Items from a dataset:
■ ■ ■ ■ ■
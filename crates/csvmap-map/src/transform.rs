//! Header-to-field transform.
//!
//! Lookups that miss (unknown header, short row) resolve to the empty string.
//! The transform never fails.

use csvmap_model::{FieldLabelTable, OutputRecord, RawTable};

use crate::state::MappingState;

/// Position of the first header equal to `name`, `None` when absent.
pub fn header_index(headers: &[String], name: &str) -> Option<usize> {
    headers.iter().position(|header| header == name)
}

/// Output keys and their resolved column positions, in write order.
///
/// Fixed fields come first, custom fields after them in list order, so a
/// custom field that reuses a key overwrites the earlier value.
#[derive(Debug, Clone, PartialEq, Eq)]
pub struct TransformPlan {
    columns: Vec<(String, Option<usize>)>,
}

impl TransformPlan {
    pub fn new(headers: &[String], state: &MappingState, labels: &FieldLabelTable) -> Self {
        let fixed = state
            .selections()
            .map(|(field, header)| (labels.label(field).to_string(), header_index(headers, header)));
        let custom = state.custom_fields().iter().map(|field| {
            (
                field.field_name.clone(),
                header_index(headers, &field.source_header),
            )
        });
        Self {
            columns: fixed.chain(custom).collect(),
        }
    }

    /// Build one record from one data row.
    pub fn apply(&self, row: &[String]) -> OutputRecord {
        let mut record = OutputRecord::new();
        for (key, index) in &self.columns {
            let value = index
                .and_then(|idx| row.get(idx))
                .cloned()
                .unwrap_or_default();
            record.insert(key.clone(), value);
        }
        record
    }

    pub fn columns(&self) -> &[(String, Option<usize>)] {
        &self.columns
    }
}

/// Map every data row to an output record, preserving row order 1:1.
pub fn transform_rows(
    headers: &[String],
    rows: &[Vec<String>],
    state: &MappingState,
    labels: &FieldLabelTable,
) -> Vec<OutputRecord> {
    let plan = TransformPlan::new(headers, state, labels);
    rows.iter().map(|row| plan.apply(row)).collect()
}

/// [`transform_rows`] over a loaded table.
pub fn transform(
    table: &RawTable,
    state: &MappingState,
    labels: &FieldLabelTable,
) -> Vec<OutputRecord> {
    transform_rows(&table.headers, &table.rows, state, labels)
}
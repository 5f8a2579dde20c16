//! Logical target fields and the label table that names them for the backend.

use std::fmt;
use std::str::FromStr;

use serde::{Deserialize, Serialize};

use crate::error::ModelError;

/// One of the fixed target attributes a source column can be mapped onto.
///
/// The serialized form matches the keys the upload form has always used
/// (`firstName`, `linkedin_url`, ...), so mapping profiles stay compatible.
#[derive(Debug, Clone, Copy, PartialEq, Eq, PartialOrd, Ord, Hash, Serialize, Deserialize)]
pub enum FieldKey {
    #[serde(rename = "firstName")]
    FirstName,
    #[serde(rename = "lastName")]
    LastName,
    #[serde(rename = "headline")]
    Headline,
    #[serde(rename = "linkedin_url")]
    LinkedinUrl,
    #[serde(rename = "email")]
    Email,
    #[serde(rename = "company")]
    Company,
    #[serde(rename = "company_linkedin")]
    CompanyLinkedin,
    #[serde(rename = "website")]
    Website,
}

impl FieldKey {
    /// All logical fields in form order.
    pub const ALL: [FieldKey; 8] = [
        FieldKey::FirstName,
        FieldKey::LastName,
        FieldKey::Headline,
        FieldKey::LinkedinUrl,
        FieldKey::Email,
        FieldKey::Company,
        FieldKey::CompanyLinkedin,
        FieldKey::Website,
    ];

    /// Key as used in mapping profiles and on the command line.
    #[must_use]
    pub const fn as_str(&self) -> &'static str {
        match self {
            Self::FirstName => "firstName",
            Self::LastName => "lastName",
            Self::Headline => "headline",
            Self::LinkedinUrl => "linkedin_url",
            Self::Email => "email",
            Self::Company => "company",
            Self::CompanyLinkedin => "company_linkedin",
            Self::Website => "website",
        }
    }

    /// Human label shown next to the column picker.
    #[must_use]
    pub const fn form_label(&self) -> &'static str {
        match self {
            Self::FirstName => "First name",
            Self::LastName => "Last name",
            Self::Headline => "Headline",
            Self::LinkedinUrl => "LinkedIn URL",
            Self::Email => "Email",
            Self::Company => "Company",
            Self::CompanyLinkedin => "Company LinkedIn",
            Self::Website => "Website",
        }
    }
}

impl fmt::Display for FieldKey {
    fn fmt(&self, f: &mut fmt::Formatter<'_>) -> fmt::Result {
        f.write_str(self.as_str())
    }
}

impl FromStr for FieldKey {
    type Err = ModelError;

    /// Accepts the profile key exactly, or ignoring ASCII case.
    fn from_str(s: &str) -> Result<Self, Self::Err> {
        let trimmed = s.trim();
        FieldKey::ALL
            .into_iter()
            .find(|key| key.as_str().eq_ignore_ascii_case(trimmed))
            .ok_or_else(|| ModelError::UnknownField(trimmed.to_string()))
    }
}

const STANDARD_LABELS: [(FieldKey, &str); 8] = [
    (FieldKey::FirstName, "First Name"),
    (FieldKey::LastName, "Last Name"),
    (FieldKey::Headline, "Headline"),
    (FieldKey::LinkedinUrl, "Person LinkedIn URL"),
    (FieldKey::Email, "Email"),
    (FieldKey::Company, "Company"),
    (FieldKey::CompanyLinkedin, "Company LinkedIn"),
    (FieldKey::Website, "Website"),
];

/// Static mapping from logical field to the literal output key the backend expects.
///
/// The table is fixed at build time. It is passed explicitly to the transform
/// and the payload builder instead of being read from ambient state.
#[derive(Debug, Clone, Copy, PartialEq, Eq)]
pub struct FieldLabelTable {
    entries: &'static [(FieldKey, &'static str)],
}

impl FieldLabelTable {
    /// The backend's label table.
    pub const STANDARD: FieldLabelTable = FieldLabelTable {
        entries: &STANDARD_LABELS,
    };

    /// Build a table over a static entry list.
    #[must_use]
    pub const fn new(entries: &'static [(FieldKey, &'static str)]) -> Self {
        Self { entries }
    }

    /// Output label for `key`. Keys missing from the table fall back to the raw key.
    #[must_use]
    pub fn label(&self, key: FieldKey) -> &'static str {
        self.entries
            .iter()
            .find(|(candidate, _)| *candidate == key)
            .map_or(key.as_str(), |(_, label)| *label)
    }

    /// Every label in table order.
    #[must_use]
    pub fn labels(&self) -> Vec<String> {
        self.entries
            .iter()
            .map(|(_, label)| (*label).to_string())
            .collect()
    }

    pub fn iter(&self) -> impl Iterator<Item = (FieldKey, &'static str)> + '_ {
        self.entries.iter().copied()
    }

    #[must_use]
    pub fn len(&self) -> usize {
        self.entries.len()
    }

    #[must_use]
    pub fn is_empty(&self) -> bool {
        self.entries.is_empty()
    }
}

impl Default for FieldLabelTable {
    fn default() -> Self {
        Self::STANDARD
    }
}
■ ■ ■ ■ ■
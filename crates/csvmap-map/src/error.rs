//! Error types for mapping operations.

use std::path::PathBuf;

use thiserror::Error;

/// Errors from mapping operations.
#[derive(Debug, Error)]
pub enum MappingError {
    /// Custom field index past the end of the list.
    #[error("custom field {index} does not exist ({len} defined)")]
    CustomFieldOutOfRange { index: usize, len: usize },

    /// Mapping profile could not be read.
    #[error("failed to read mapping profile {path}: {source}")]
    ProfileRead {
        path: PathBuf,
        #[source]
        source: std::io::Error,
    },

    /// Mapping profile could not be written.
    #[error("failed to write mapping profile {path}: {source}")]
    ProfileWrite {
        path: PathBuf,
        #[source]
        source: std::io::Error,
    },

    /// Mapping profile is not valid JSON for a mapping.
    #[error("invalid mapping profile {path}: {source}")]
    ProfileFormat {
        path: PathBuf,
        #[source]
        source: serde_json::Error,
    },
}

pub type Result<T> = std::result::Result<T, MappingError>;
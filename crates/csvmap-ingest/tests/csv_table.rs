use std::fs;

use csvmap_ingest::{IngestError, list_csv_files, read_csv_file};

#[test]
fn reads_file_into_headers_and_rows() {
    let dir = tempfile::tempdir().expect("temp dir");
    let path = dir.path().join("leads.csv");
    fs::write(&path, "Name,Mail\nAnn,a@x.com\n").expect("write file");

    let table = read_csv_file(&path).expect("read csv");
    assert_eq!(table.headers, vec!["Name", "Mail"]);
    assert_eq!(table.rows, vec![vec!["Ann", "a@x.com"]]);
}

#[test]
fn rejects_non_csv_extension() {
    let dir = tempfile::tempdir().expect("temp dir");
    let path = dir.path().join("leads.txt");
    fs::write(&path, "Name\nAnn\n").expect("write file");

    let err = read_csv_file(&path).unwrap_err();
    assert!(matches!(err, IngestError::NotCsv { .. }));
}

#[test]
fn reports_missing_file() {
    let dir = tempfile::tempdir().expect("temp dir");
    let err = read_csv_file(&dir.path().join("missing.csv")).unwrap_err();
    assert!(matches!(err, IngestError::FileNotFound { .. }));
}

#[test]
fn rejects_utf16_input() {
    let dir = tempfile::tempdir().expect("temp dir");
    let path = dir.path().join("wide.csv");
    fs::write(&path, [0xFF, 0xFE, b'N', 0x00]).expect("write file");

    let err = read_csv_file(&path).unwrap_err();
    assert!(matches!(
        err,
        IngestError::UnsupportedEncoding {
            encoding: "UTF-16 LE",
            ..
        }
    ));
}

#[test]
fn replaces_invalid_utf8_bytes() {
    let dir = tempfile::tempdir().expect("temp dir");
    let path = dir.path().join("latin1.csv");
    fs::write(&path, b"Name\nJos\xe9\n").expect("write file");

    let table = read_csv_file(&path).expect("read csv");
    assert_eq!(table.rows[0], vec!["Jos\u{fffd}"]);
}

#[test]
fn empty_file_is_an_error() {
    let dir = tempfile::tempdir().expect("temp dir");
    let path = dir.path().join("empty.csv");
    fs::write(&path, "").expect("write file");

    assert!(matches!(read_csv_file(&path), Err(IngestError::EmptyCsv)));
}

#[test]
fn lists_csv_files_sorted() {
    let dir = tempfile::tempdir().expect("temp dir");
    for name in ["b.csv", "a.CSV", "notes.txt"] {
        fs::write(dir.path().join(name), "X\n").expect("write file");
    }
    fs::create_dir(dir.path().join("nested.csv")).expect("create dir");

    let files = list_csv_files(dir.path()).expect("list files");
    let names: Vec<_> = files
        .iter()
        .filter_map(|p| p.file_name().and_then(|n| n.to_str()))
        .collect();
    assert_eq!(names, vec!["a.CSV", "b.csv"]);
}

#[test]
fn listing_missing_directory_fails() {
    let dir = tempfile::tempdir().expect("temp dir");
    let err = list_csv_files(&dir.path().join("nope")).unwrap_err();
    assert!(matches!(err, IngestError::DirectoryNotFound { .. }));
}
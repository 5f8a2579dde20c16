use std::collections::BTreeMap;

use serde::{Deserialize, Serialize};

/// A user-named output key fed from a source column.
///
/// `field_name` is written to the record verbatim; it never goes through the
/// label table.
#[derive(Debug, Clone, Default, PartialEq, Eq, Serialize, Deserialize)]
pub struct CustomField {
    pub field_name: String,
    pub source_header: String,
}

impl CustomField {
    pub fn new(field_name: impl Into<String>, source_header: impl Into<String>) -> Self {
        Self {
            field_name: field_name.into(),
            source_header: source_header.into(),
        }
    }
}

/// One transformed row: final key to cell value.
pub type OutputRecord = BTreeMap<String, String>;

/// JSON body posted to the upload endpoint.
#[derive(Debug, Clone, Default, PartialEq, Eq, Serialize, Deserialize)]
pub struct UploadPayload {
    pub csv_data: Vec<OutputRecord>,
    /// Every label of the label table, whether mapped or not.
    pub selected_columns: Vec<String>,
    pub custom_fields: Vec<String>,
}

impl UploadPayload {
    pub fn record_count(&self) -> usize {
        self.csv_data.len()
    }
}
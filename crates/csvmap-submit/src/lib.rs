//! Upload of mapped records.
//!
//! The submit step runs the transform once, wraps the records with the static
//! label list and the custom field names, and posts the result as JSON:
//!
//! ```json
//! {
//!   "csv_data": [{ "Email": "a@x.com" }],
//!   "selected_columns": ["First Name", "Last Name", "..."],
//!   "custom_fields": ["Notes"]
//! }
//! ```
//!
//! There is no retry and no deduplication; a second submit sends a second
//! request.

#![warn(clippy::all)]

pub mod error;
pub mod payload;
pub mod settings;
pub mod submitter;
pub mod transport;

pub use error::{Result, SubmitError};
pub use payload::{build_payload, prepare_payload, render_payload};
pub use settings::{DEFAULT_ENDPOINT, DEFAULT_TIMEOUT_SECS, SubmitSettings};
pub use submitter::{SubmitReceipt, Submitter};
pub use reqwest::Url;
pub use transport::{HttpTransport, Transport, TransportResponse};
■ ■ ■ ■ ■
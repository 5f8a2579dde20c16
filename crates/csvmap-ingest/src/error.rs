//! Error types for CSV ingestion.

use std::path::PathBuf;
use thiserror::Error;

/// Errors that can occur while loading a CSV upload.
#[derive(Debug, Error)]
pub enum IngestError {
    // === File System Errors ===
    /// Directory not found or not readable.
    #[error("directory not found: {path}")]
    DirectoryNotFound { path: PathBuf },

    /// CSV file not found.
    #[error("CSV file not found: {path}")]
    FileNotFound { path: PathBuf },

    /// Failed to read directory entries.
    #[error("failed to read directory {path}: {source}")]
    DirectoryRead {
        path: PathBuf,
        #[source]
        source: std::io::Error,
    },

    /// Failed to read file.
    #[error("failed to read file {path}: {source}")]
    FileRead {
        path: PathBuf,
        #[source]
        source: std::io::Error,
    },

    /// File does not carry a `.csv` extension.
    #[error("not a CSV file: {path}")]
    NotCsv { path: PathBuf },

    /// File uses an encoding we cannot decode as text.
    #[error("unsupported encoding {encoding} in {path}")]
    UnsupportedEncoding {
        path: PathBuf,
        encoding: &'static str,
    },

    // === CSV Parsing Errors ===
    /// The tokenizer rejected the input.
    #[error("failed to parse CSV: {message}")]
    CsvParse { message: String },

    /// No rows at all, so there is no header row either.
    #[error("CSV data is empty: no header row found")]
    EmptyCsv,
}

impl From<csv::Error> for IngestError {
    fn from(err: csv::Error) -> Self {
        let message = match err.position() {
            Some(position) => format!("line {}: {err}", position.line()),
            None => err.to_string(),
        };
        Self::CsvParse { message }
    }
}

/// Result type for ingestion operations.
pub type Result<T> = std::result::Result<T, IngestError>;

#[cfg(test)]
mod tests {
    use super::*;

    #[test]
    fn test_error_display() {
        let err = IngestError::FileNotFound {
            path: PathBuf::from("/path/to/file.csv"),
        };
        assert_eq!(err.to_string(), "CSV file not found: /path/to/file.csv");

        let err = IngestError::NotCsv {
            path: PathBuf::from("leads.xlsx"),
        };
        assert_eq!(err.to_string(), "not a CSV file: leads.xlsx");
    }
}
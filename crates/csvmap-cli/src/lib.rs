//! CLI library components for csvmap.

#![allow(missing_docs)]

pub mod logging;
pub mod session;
■ ■ ■ ■ ■
TASK STATEMENT:
Find and copy every line in the entries above where the string "FromStr" occurs.

RESULT:
use std::str::FromStr;
impl FromStr for FieldKey {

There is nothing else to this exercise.